Hmm ...
Still no standard library / keywords for multithreading / synchronization though ? (Something akin to Java's (Concurrent Pascal's) would have been welcome ... ).
It seems that the basic idea (by Brinch Hansen, Hoare, ...) from the 1970s of "safe" languages, that is, trading some runtime speed for an easier implementation still fails to catch on :). While waiting for that, libmudflap (BoundsChecker,...) can be used to achieve similar results with C/C++ (for test/development), in practice, catching a bunch of bugs "free". These days many of the actual runtime environments can support these for weeding out bugs, for an embedded system without a MMU and/or the memory to spare one should be able to run (most) of the same code on a workstation for testing purposes (extra work for setting up some kind of a simulation though).

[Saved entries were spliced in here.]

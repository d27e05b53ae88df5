use super::ScaleFactors;

/// Scaling helpers on plain numbers.
///
/// ```
/// use scaled_core::scale::{Scalable, ScaleFactors};
///
/// let factors = ScaleFactors { dimen_scale: 1.5, font_scale: 1.3, ..ScaleFactors::IDENTITY };
/// assert_eq!(16_i32.font_scaled(&factors), 21.0);
/// assert_eq!(8_u32.d(&factors), 12.0);
/// ```
pub trait Scalable: Copy {
    fn to_scale_input(self) -> f64;

    /// Layout measurement scaled by the dimension factor, rounded up.
    fn scaled(self, factors: &ScaleFactors) -> f64 {
        factors.scaled(self.to_scale_input())
    }

    /// Text size scaled by the font factor, rounded up.
    fn font_scaled(self, factors: &ScaleFactors) -> f64 {
        factors.font_scaled(self.to_scale_input())
    }

    /// Short for [`Scalable::scaled`].
    fn d(self, factors: &ScaleFactors) -> f64 {
        self.scaled(factors)
    }

    /// Short for [`Scalable::font_scaled`].
    fn f(self, factors: &ScaleFactors) -> f64 {
        self.font_scaled(factors)
    }
}

macro_rules! impl_scalable_lossless {
    ($($t:ty),*) => {
        $(
            impl Scalable for $t {
                #[inline]
                fn to_scale_input(self) -> f64 {
                    f64::from(self)
                }
            }
        )*
    };
}

impl_scalable_lossless!(f64, f32, i32, u32, i16, u16, u8);

impl Scalable for usize {
    #[inline]
    fn to_scale_input(self) -> f64 {
        self as f64
    }
}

Originally I owe the above insight to converting a 1990s real-mode x86 (DOS) C (C++) system to 286/16-bit protected mode (DOS extender providing an enviroment like 16-bit protected mode Win 3.x) . As a side effect I ended up with a system where most logical pieces of memory had an individual, HW bounds check at runtime. The amount of bugs this catched was quite phenomenal, and, importantly I was able to set up an exeception dump facility which allowed me to trace a run-time exeception, even one that would happen only every once in a blue moon back to the source line and machine instruction. With the CPU register values it was usually easy enough to figure out what had gone wrong (the typical fix being adding an explicit bounds check to array access: unchecked, these are may crash the system down the line when it is involved with some other section of code entirely ...).